■ Directions for this task ■
Where does the string "println" appear? Copy every line of the entries below that holds it.

Data items
┌────────

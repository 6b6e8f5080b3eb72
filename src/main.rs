use std::net::SocketAddr;
use std::path::PathBuf;
use std::sync::atomic::{AtomicBool, Ordering};
use std::sync::Arc;
use std::time::Duration;

use anyhow::{bail, Context};
use clap::{Parser, Subcommand};
use cluster_olm_operator::controller::{self, RunConfig};
use cluster_olm_operator::environment::OperatorEnvironment;
use cluster_olm_operator::leader::LeaderElection;
use cluster_olm_operator::telemetry;
use kube::config::{KubeConfigOptions, Kubeconfig};
use kube::{Client, Config};
use tokio_util::sync::CancellationToken;
use tracing::{error, info};

#[derive(Parser, Debug)]
#[command(author, version, about, long_about = None)]
struct Args {
    #[command(subcommand)]
    command: Commands,
}

#[derive(Subcommand, Debug)]
enum Commands {
    /// Start the operator
    #[command(alias = "operator")]
    Start(StartArgs),
    /// Show version and build information
    Version,
}

#[derive(Parser, Debug)]
struct StartArgs {
    /// Path to a kubeconfig; in-cluster configuration is used when unset
    #[arg(long, env = "KUBECONFIG")]
    kubeconfig: Option<PathBuf>,

    /// Namespace the operator runs in
    #[arg(long, env = "OPERATOR_NAMESPACE", default_value = "openshift-cluster-olm-operator")]
    namespace: String,

    /// Only run controllers while holding the leader lease
    #[arg(long, env = "LEADER_ELECT", default_value_t = true, action = clap::ArgAction::Set)]
    leader_elect: bool,

    /// Identity recorded in the leader lease, the host name when unset
    #[arg(long, env = "POD_NAME")]
    leader_elect_lock_identity: Option<String>,

    /// Namespace of the leader lease, `--namespace` when unset
    #[arg(long, env = "POD_NAMESPACE")]
    leader_elect_lock_namespace: Option<String>,

    /// Log verbosity (0-1 warn, 2-3 info, 4-5 debug, 6+ trace)
    #[arg(short = 'v', long = "v", env = "OPERATOR_VERBOSITY", default_value_t = 2)]
    verbosity: u8,

    /// Emit logs as JSON
    #[arg(long, env = "LOG_JSON")]
    log_json: bool,

    /// Directory holding the chart and values files
    #[arg(long, env = "ASSETS_DIR", default_value = "/assets")]
    assets_dir: PathBuf,

    /// Directory rendered manifests are written to
    #[arg(long, env = "MANIFESTS_DIR", default_value = "/var/run/cluster-olm-operator/manifests")]
    manifests_dir: PathBuf,

    /// Seconds between unconditional controller syncs
    #[arg(long, env = "RESYNC_INTERVAL", default_value_t = 600)]
    resync_interval: u64,

    /// `helm` executable used to template the chart
    #[arg(long, env = "HELM_BINARY", default_value = "helm")]
    helm_binary: String,

    /// Address of the metrics and health endpoint
    #[arg(long, env = "METRICS_BIND_ADDRESS", default_value = "0.0.0.0:8080")]
    metrics_bind_address: SocketAddr,
}

/// Accept `--flag_name` for `--flag-name`
fn normalize_args<I>(args: I) -> Vec<String>
where
    I: IntoIterator<Item = String>,
{
    args.into_iter()
        .map(|arg| match arg.strip_prefix("--") {
            Some(rest) => {
                let (name, value) = match rest.split_once('=') {
                    Some((name, value)) => (name, Some(value)),
                    None => (rest, None),
                };
                let name = name.replace('_', "-");
                match value {
                    Some(value) => format!("--{name}={value}"),
                    None => format!("--{name}"),
                }
            }
            None => arg,
        })
        .collect()
}

#[tokio::main]
async fn main() -> anyhow::Result<()> {
    let args = Args::parse_from(normalize_args(std::env::args()));

    match args.command {
        Commands::Version => {
            println!("cluster-olm-operator v{}", env!("CARGO_PKG_VERSION"));
            println!("Build Date: {}", env!("BUILD_DATE"));
            println!("Git SHA: {}", env!("GIT_SHA"));
            println!("Rust Version: {}", env!("RUST_VERSION"));
            Ok(())
        }
        Commands::Start(start_args) => {
            telemetry::init(start_args.verbosity, start_args.log_json)?;
            let result = run_operator(start_args).await;
            telemetry::shutdown();
            result
        }
    }
}

async fn client_for(kubeconfig: Option<&PathBuf>) -> anyhow::Result<Client> {
    let config = match kubeconfig {
        Some(path) => {
            let kubeconfig = Kubeconfig::read_from(path)
                .with_context(|| format!("reading kubeconfig {}", path.display()))?;
            Config::from_custom_kubeconfig(kubeconfig, &KubeConfigOptions::default())
                .await
                .context("loading kubeconfig")?
        }
        None => Config::infer().await.context("inferring cluster configuration")?,
    };
    Client::try_from(config).context("creating Kubernetes client")
}

fn shutdown_on_signal(token: CancellationToken) {
    tokio::spawn(async move {
        #[cfg(unix)]
        {
            use tokio::signal::unix::{signal, SignalKind};
            match signal(SignalKind::terminate()) {
                Ok(mut term) => {
                    tokio::select! {
                        _ = tokio::signal::ctrl_c() => {}
                        _ = term.recv() => {}
                    }
                }
                Err(_) => {
                    let _ = tokio::signal::ctrl_c().await;
                }
            }
        }
        #[cfg(not(unix))]
        {
            let _ = tokio::signal::ctrl_c().await;
        }
        info!("Shutdown signal received");
        token.cancel();
    });
}

async fn run_operator(args: StartArgs) -> anyhow::Result<()> {
    info!("Starting cluster-olm-operator v{}", env!("CARGO_PKG_VERSION"));

    let client = client_for(args.kubeconfig.as_ref()).await?;
    info!("Connected to Kubernetes cluster");

    let token = CancellationToken::new();
    shutdown_on_signal(token.clone());

    #[cfg(feature = "metrics")]
    {
        let addr = args.metrics_bind_address;
        let metrics_token = token.clone();
        tokio::spawn(async move {
            if let Err(e) = controller::metrics::serve(addr, metrics_token).await {
                error!("Metrics server error: {}", e);
            }
        });
    }

    let leadership_lost = Arc::new(AtomicBool::new(false));
    if args.leader_elect {
        let identity = args.leader_elect_lock_identity.clone().unwrap_or_else(|| {
            hostname::get()
                .ok()
                .and_then(|h| h.into_string().ok())
                .unwrap_or_else(|| "unknown-host".to_string())
        });
        let lease_namespace = args
            .leader_elect_lock_namespace
            .clone()
            .unwrap_or_else(|| args.namespace.clone());
        let election = LeaderElection::new(client.clone(), &lease_namespace, &identity);
        if !election.acquire(&token).await {
            return Ok(());
        }

        let lost = leadership_lost.clone();
        let election_token = token.clone();
        tokio::spawn(async move {
            if election.hold(&election_token).await {
                lost.store(true, Ordering::Relaxed);
                election_token.cancel();
            }
        });
    }

    let config = RunConfig {
        assets_dir: args.assets_dir,
        manifests_dir: args.manifests_dir,
        resync_interval: Duration::from_secs(args.resync_interval),
        helm_binary: args.helm_binary,
        ..RunConfig::default()
    };
    controller::run(client, config, OperatorEnvironment::from_env(), token)
        .await
        .context("running controllers")?;

    if leadership_lost.load(Ordering::Relaxed) {
        bail!("leadership lost");
    }
    Ok(())
}

#[cfg(test)]
mod tests {
    use super::*;

    fn strings(args: &[&str]) -> Vec<String> {
        args.iter().map(|s| s.to_string()).collect()
    }

    #[test]
    fn test_underscores_are_normalized() {
        let normalized = normalize_args(strings(&[
            "cluster-olm-operator",
            "start",
            "--leader_elect_lock_identity=pod_a",
            "--manifests_dir",
            "/tmp/some_dir",
            "-v",
            "4",
        ]));
        assert_eq!(
            normalized,
            strings(&[
                "cluster-olm-operator",
                "start",
                "--leader-elect-lock-identity=pod_a",
                "--manifests-dir",
                "/tmp/some_dir",
                "-v",
                "4",
            ])
        );
    }

    #[test]
    fn test_start_flags_parse() {
        let args = Args::parse_from(normalize_args(strings(&[
            "cluster-olm-operator",
            "operator",
            "--leader_elect=false",
            "--v=6",
            "--resync-interval=30",
        ])));
        let Commands::Start(start) = args.command else {
            panic!("expected start");
        };
        assert!(!start.leader_elect);
        assert_eq!(start.verbosity, 6);
        assert_eq!(start.resync_interval, 30);
    }
}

└────────

■ Task output ■
            println!("cluster-olm-operator v{}", env!("CARGO_PKG_VERSION"));
            println!("Build Date: {}", env!("BUILD_DATE"));
            println!("Git SHA: {}", env!("GIT_SHA"));
            println!("Rust Version: {}", env!("RUST_VERSION"));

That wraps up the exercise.